Union Bridge firefighters' funds boosted

Revised share of county's allocation is $190,000

Approved in closed-door meeting

Change meant to enhance night ambulance service

Carroll County

December 19, 2003|By Athima Chansanchai | Athima Chansanchai,SUN STAFF

Volunteer firefighters in Union Bridge are the biggest winners in a reworked proposal to distribute nearly $2 million in county money for emergency medical services to Carroll's volunteer fire departments, according to a breakdown of the plan obtained by The Sun.

Union Bridge Volunteer Fire Company is to get $190,000 -- $130,000 more than it would have in the original plan -- according to the documents.

The most recent plan, designed to beef up round-the-clock ambulance service in the county, was approved at a closed-door meeting this month by the Carroll County Volunteer Firemen's Association, which has refused to release details of its proposal.

The document was said by a firefighters association source to reflect the plan that was approved at the closed-door meeting Dec. 1. An official with the Union Bridge company confirmed the increased amount that his department is to receive under the proposal, which must be approved by the county commissioners.

The increase for the Union Bridge company, whose officials had said they might have to shut down their overnight ambulance service if they didn't get more money, was offset by relatively small decreases in the allotments to other fire companies.

Attempts to obtain comment from Thomas J. Van de Bussche, president of the firefighters association, were unsuccessful.
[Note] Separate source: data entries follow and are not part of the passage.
//! Advance ledger DTOs
//!
//! Field names are camelCase on the wire. Amounts are JSON numbers.

use chrono::{DateTime, NaiveDate, Utc};
use rust_decimal::Decimal;
use serde::{Deserialize, Serialize};
use std::collections::HashMap;
use std::str::FromStr;
use validator::Validate;

use core_kernel::{CustomerId, LedgerEntryId, ReportPeriod, SaleId, Timezone};
use domain_ledger::{
    AdvanceSummary, CustomerBalance, CustomerProfile, EntryKind, KindFilter, LedgerEntry,
    NewBalance, PeriodGranularity, PeriodTotals, Reconciliation, SaleReference,
};

use crate::error::ApiError;

// Requests

#[derive(Debug, Deserialize, Validate)]
#[serde(rename_all = "camelCase")]
pub struct AddFundsRequest {
    #[validate(length(min = 1, message = "customerId is required"))]
    pub customer_id: String,
    pub amount: Decimal,
    #[validate(length(max = 500))]
    pub description: Option<String>,
    #[validate(length(max = 100))]
    pub reference: Option<String>,
}

#[derive(Debug, Deserialize, Validate)]
#[serde(rename_all = "camelCase")]
pub struct ConsumeRequest {
    #[validate(length(min = 1, message = "customerId is required"))]
    pub customer_id: String,
    pub amount: Decimal,
}

#[derive(Debug, Deserialize, Validate)]
#[serde(rename_all = "camelCase")]
pub struct ExtraPaymentRequest {
    #[validate(length(min = 1, message = "customerId is required"))]
    pub customer_id: String,
    pub amount: Decimal,
    #[validate(length(max = 500))]
    pub description: Option<String>,
}

#[derive(Debug, Default, Deserialize, Validate)]
pub struct ReverseRequest {
    #[serde(default)]
    #[validate(length(max = 500))]
    pub reason: String,
}

/// Query string shared by the feed, summary and breakdown routes
///
/// Every field is kept as text so a bad value produces the API's own
/// error body instead of an extractor rejection.
#[derive(Debug, Default, Deserialize)]
#[serde(rename_all = "camelCase")]
pub struct FeedParams {
    #[serde(rename = "type")]
    pub kind: Option<String>,
    pub customer_id: Option<String>,
    pub period: Option<String>,
    pub from: Option<String>,
    pub to: Option<String>,
    pub limit: Option<String>,
    pub granularity: Option<String>,
}

impl FeedParams {
    /// Accepts canonical and legacy kind names
    pub fn kind_filter(&self) -> Result<KindFilter, ApiError> {
        Ok(self.kind.as_deref().unwrap_or("").parse::<KindFilter>()?)
    }

    pub fn customer_id(&self) -> Result<Option<CustomerId>, ApiError> {
        self.customer_id
            .as_deref()
            .map(str::trim)
            .filter(|s| !s.is_empty())
            .map(parse_customer_id)
            .transpose()
    }

    /// `from`/`to` win over `period`; a lone `from` runs up to today
    pub fn period(&self, now: DateTime<Utc>, tz: Timezone) -> Result<ReportPeriod, ApiError> {
        let from = non_empty(&self.from).map(parse_date).transpose()?;
        let to = non_empty(&self.to).map(parse_date).transpose()?;
        match (from, to) {
            (Some(from), Some(to)) => Ok(ReportPeriod::custom(from, to)?),
            (Some(from), None) => Ok(ReportPeriod::custom(from, tz.local_date(now))?),
            (None, Some(_)) => Err(ApiError::bad_request("'to' requires 'from'")),
            (None, None) => Ok(self.period.as_deref().unwrap_or("").parse::<ReportPeriod>()?),
        }
    }

    pub fn limit(&self) -> Result<Option<usize>, ApiError> {
        let Some(raw) = non_empty(&self.limit) else {
            return Ok(None);
        };
        match raw.parse::<usize>() {
            Ok(limit) if limit > 0 => Ok(Some(limit)),
            _ => Err(ApiError::bad_request(format!(
                "limit must be a positive integer, got '{}'",
                raw
            ))),
        }
    }

    pub fn granularity(&self) -> Result<PeriodGranularity, ApiError> {
        match non_empty(&self.granularity) {
            Some(raw) => Ok(raw.parse::<PeriodGranularity>()?),
            None => Ok(PeriodGranularity::Day),
        }
    }
}

#[derive(Debug, Default, Deserialize)]
#[serde(rename_all = "camelCase")]
pub struct BalanceParams {
    pub only_positive: Option<String>,
}

impl BalanceParams {
    pub fn only_positive(&self) -> Result<bool, ApiError> {
        match non_empty(&self.only_positive).map(str::to_ascii_lowercase).as_deref() {
            None | Some("false") | Some("0") => Ok(false),
            Some("true") | Some("1") => Ok(true),
            Some(other) => Err(ApiError::bad_request(format!(
                "onlyPositive must be true or false, got '{}'",
                other
            ))),
        }
    }
}

#[derive(Debug, Default, Deserialize)]
pub struct HistoryParams {
    #[serde(rename = "type")]
    pub kind: Option<String>,
}

impl HistoryParams {
    pub fn kind_filter(&self) -> Result<KindFilter, ApiError> {
        Ok(self.kind.as_deref().unwrap_or("").parse::<KindFilter>()?)
    }
}

pub fn parse_customer_id(raw: &str) -> Result<CustomerId, ApiError> {
    CustomerId::from_str(raw.trim())
        .map_err(|_| ApiError::bad_request(format!("invalid customer id '{}'", raw)))
}

pub fn parse_sale_id(raw: &str) -> Result<SaleId, ApiError> {
    SaleId::from_str(raw.trim())
        .map_err(|_| ApiError::bad_request(format!("invalid sale id '{}'", raw)))
}

pub fn parse_entry_id(raw: &str) -> Result<LedgerEntryId, ApiError> {
    LedgerEntryId::from_str(raw.trim())
        .map_err(|_| ApiError::bad_request(format!("invalid entry id '{}'", raw)))
}

fn non_empty(value: &Option<String>) -> Option<&str> {
    value.as_deref().map(str::trim).filter(|s| !s.is_empty())
}

fn parse_date(raw: &str) -> Result<NaiveDate, ApiError> {
    NaiveDate::parse_from_str(raw, "%Y-%m-%d")
        .map_err(|_| ApiError::bad_request(format!("expected a YYYY-MM-DD date, got '{}'", raw)))
}

// Responses

#[derive(Debug, Clone, Serialize)]
#[serde(rename_all = "camelCase")]
pub struct CustomerRef {
    pub name: String,
    #[serde(skip_serializing_if = "Option::is_none")]
    pub phone: Option<String>,
}

impl From<&CustomerProfile> for CustomerRef {
    fn from(profile: &CustomerProfile) -> Self {
        Self {
            name: profile.name.clone(),
            phone: profile.phone.clone(),
        }
    }
}

#[derive(Debug, Clone, Serialize)]
#[serde(rename_all = "camelCase")]
pub struct SaleRef {
    pub invoice_no: String,
}

/// Display details looked up for a page of entries
#[derive(Debug, Default)]
pub struct References {
    pub customers: HashMap<CustomerId, CustomerProfile>,
    pub sales: HashMap<SaleId, SaleReference>,
}

impl References {
    pub fn customer(&self, id: &CustomerId) -> Option<CustomerRef> {
        self.customers.get(id).map(CustomerRef::from)
    }

    pub fn sale(&self, id: &SaleId) -> Option<SaleRef> {
        self.sales.get(id).map(|s| SaleRef {
            invoice_no: s.invoice_no.clone(),
        })
    }
}

#[derive(Debug, Clone, Serialize)]
#[serde(rename_all = "camelCase")]
pub struct TransactionItem {
    pub id: LedgerEntryId,
    pub customer_id: CustomerId,
    #[serde(with = "rust_decimal::serde::float")]
    pub amount: Decimal,
    #[serde(rename = "type")]
    pub kind: EntryKind,
    pub description: String,
    #[serde(skip_serializing_if = "Option::is_none")]
    pub reference: Option<String>,
    #[serde(skip_serializing_if = "Option::is_none")]
    pub sale_id: Option<SaleId>,
    #[serde(skip_serializing_if = "Option::is_none")]
    pub reverses: Option<LedgerEntryId>,
    pub created_at: DateTime<Utc>,
    #[serde(skip_serializing_if = "Option::is_none")]
    pub customer: Option<CustomerRef>,
    #[serde(skip_serializing_if = "Option::is_none")]
    pub sale: Option<SaleRef>,
}

impl TransactionItem {
    pub fn new(entry: LedgerEntry, refs: &References) -> Self {
        Self {
            customer: refs.customer(&entry.customer_id),
            sale: entry.related_sale_id.as_ref().and_then(|id| refs.sale(id)),
            id: entry.id,
            customer_id: entry.customer_id,
            amount: entry.amount,
            kind: entry.kind,
            description: entry.description,
            reference: entry.reference,
            sale_id: entry.related_sale_id,
            reverses: entry.reverses,
            created_at: entry.created_at,
        }
    }
}

#[derive(Debug, Serialize)]
#[serde(rename_all = "camelCase")]
pub struct NewBalanceResponse {
    pub message: String,
    #[serde(with = "rust_decimal::serde::float")]
    pub new_balance: Decimal,
    pub entry: TransactionItem,
}

impl NewBalanceResponse {
    pub fn new(message: impl Into<String>, result: NewBalance, refs: &References) -> Self {
        Self {
            message: message.into(),
            new_balance: result.balance,
            entry: TransactionItem::new(result.entry, refs),
        }
    }
}

#[derive(Debug, Serialize)]
#[serde(rename_all = "camelCase")]
pub struct BalanceResponse {
    pub customer_id: CustomerId,
    #[serde(with = "rust_decimal::serde::float")]
    pub balance: Decimal,
}

#[derive(Debug, Serialize)]
#[serde(rename_all = "camelCase")]
pub struct CustomerBalanceItem {
    pub customer_id: CustomerId,
    #[serde(with = "rust_decimal::serde::float")]
    pub balance: Decimal,
    pub updated_at: DateTime<Utc>,
    #[serde(skip_serializing_if = "Option::is_none")]
    pub customer: Option<CustomerRef>,
}

impl CustomerBalanceItem {
    pub fn new(row: CustomerBalance, refs: &References) -> Self {
        Self {
            customer: refs.customer(&row.customer_id),
            customer_id: row.customer_id,
            balance: row.balance,
            updated_at: row.updated_at,
        }
    }
}

#[derive(Debug, Serialize)]
#[serde(rename_all = "camelCase")]
pub struct BalanceListResponse {
    pub customers: Vec<CustomerBalanceItem>,
    pub count: usize,
    /// Sum of the listed balances
    #[serde(with = "rust_decimal::serde::float")]
    pub total_outstanding: Decimal,
}

impl BalanceListResponse {
    pub fn new(customers: Vec<CustomerBalanceItem>) -> Self {
        let total_outstanding = customers.iter().map(|c| c.balance).sum();
        Self {
            count: customers.len(),
            customers,
            total_outstanding,
        }
    }
}

#[derive(Debug, Serialize)]
#[serde(rename_all = "camelCase")]
pub struct FeedResponse {
    pub period: String,
    pub count: usize,
    pub transactions: Vec<TransactionItem>,
}

#[derive(Debug, Serialize)]
#[serde(rename_all = "camelCase")]
pub struct HistoryResponse {
    pub customer_id: CustomerId,
    #[serde(with = "rust_decimal::serde::float")]
    pub balance: Decimal,
    pub transactions: Vec<TransactionItem>,
}

#[derive(Debug, Clone, Copy, Serialize)]
#[serde(rename_all = "camelCase")]
pub struct SummaryResponse {
    #[serde(with = "rust_decimal::serde::float")]
    pub total_added: Decimal,
    #[serde(with = "rust_decimal::serde::float")]
    pub total_used: Decimal,
    #[serde(with = "rust_decimal::serde::float")]
    pub total_payments: Decimal,
    #[serde(with = "rust_decimal::serde::float")]
    pub total_reversed: Decimal,
    #[serde(with = "rust_decimal::serde::float")]
    pub net_advance: Decimal,
}

impl From<AdvanceSummary> for SummaryResponse {
    fn from(summary: AdvanceSummary) -> Self {
        Self {
            total_added: summary.total_added,
            total_used: summary.total_used,
            total_payments: summary.total_payments,
            total_reversed: summary.total_reversed,
            net_advance: summary.net_advance,
        }
    }
}

#[derive(Debug, Serialize)]
#[serde(rename_all = "camelCase")]
pub struct PeriodTotalsItem {
    pub label: String,
    pub start: NaiveDate,
    #[serde(flatten)]
    pub totals: SummaryResponse,
    pub count: usize,
}

impl From<PeriodTotals> for PeriodTotalsItem {
    fn from(bucket: PeriodTotals) -> Self {
        Self {
            label: bucket.label,
            start: bucket.start,
            count: bucket.totals.count,
            totals: AdvanceSummary::from(bucket.totals).into(),
        }
    }
}

#[derive(Debug, Serialize)]
#[serde(rename_all = "camelCase")]
pub struct BreakdownResponse {
    pub granularity: PeriodGranularity,
    pub period: String,
    pub buckets: Vec<PeriodTotalsItem>,
}

#[derive(Debug, Serialize)]
#[serde(rename_all = "camelCase")]
pub struct ReconcileResponse {
    pub customer_id: CustomerId,
    #[serde(with = "rust_decimal::serde::float")]
    pub stored: Decimal,
    #[serde(with = "rust_decimal::serde::float")]
    pub computed: Decimal,
    #[serde(with = "rust_decimal::serde::float")]
    pub difference: Decimal,
    pub consistent: bool,
}

impl From<Reconciliation> for ReconcileResponse {
    fn from(r: Reconciliation) -> Self {
        Self {
            customer_id: r.customer_id,
            stored: r.stored,
            computed: r.computed,
            difference: r.difference,
            consistent: r.consistent,
        }
    }
}
//! Strongly-typed identifiers for domain entities
//!
//! Newtype wrappers around UUIDs keep a customer id from being passed where
//! a sale or ledger entry id is expected.

use serde::{Deserialize, Serialize};
use std::fmt;
use std::str::FromStr;
use uuid::Uuid;

macro_rules! define_id {
    ($name:ident, $prefix:literal) => {
        #[derive(Debug, Clone, Copy, PartialEq, Eq, Hash, PartialOrd, Ord, Serialize, Deserialize)]
        #[serde(transparent)]
        pub struct $name(Uuid);

        impl $name {
            /// Creates a new random identifier
            pub fn new() -> Self {
                Self(Uuid::new_v4())
            }

            /// Creates a new time-ordered identifier (v7)
            pub fn new_v7() -> Self {
                Self(Uuid::now_v7())
            }

            /// Creates from an existing UUID
            pub fn from_uuid(uuid: Uuid) -> Self {
                Self(uuid)
            }

            /// Returns the underlying UUID
            pub fn as_uuid(&self) -> &Uuid {
                &self.0
            }

            /// Returns the identifier prefix for display
            pub fn prefix() -> &'static str {
                $prefix
            }
        }

        impl Default for $name {
            fn default() -> Self {
                Self::new()
            }
        }

        impl fmt::Display for $name {
            fn fmt(&self, f: &mut fmt::Formatter<'_>) -> fmt::Result {
                write!(f, "{}-{}", $prefix, self.0)
            }
        }

        impl FromStr for $name {
            type Err = uuid::Error;

            fn from_str(s: &str) -> Result<Self, Self::Err> {
                let uuid_str = s.strip_prefix(concat!($prefix, "-")).unwrap_or(s);
                Ok(Self(Uuid::parse_str(uuid_str)?))
            }
        }

        impl From<Uuid> for $name {
            fn from(uuid: Uuid) -> Self {
                Self(uuid)
            }
        }

        impl From<$name> for Uuid {
            fn from(id: $name) -> Uuid {
                id.0
            }
        }
    };
}

define_id!(CustomerId, "CUS");
define_id!(SaleId, "SAL");
define_id!(LedgerEntryId, "ADV");
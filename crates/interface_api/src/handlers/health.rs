//! Health check handlers

use axum::{extract::State, http::StatusCode, Json};
use serde::Serialize;
use tracing::warn;

use core_kernel::HealthCheckResult;

use crate::AppState;

#[derive(Serialize)]
pub struct HealthResponse {
    pub status: String,
    pub version: String,
    #[serde(skip_serializing_if = "Option::is_none")]
    pub store: Option<HealthCheckResult>,
}

/// Liveness check
pub async fn health_check() -> Json<HealthResponse> {
    Json(HealthResponse {
        status: "healthy".to_string(),
        version: env!("CARGO_PKG_VERSION").to_string(),
        store: None,
    })
}

/// Readiness check; answers 503 while the ledger store is unreachable
pub async fn readiness_check(
    State(state): State<AppState>,
) -> (StatusCode, Json<HealthResponse>) {
    let result = state.health.health_check().await;
    let (status, label) = if result.is_healthy() {
        (StatusCode::OK, "ready")
    } else {
        warn!(adapter = %result.adapter_id, message = ?result.message, "Ledger store not ready");
        (StatusCode::SERVICE_UNAVAILABLE, "unavailable")
    };

    (
        status,
        Json(HealthResponse {
            status: label.to_string(),
            version: env!("CARGO_PKG_VERSION").to_string(),
            store: Some(result),
        }),
    )
}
The latest proposal comes six months after the county commissioners approved increasing the firefighters' emergency services budget by $775,000, to $1.9 million. The county wanted to staff more stations overnight to handle its growing population, including a significant number of elderly residents who fire companies say are straining emergency services.

Under an initial plan recommended by a committee of the firemen's association for the distribution of the additional money, the Westminster fire company was shut out. A meeting called by the association in July became heated, as firefighters fought for bigger allotments for their departments. At that meeting, the association leadership voted to give $250,000, the biggest cut of the money, to Westminster, the county's largest and busiest station.

Officials from several smaller companies argued that the plan would leave them unable to staff their departments overnight. County officials agreed and asked the firemen's association to devise a new plan.

The revised plan reduced the amount for the companies in Westminster and Sykesville while increasing the allotments to companies in Union Bridge and New Windsor. After failing to come to an agreement at their September meeting, firefighters asked for the commissioners' advice in October on how to distribute the money. The commissioners did not offer specific advice, instead asking the association for a detailed breakdown of money.

Although this year's county budget provides the volunteer firefighters with $6.5 million, fire association officials demanded that reporters leave the room when the distribution of money for emergency medical services was addressed at the group's meeting this month.

Van de Bussche said the day after the meeting that he would not reveal details of the latest plan until the commissioners had approved it. No such meeting has been scheduled.

Firemen's association meetings -- including discussions of the money distribution issue and votes taken at the meetings in July and September -- have been open to the news media.

The Union Bridge fire company would receive the same amount of funding as fire stations in Mount Airy, Hampstead, Westminster, Manchester, Taneytown, Reese, Sykesville and Winfield.

Stations in Pleasant Valley, Lineboro, New Windsor and Gamber would receive $58,000 each. The fire company in Harney, because it does not have an ambulance, is the only one in the county excluded from the funds.

Union Bridge fire department officials said they consider the breakdown was fair.

"We were in dire straits, and we were strongly in danger of being forced to reduce the coverage," said Louis Jordan, a spokesman for the Union Bridge fire company. "What some people don't realize is how difficult it is to operate a volunteer organization. In the past, people had more spare time."

He said the department does not have enough volunteers to staff the overnight ambulance shift.

The latest plan also calls for establishing a countywide standard starting salary for medical personnel of $31,112 and $27,846 for the two levels of ambulance workers who respond to emergency calls.

Under the plan, stations in Mount Airy, Hampstead, Union Bridge, Reese and Winfield would for the first time receive county money for round-the-clock emergency services

Each fire station except Harney receives $50,000 from the county to provide emergency medical services. Although all firefighters are volunteers, some fire engine drivers and paramedics are paid.

About five years ago, county commissioners agreed to give an additional $516,000 to be split evenly among four of those companies to provide 24-hour emergency medical coverage. The money pays for the salaries of a paramedic and driver at each station.

About 400 emergency medical technicians and 150 paramedics are in the county, said Elizabeth Luebberman, a paramedic who is president of the Carroll County Volunteer Ambulance Association.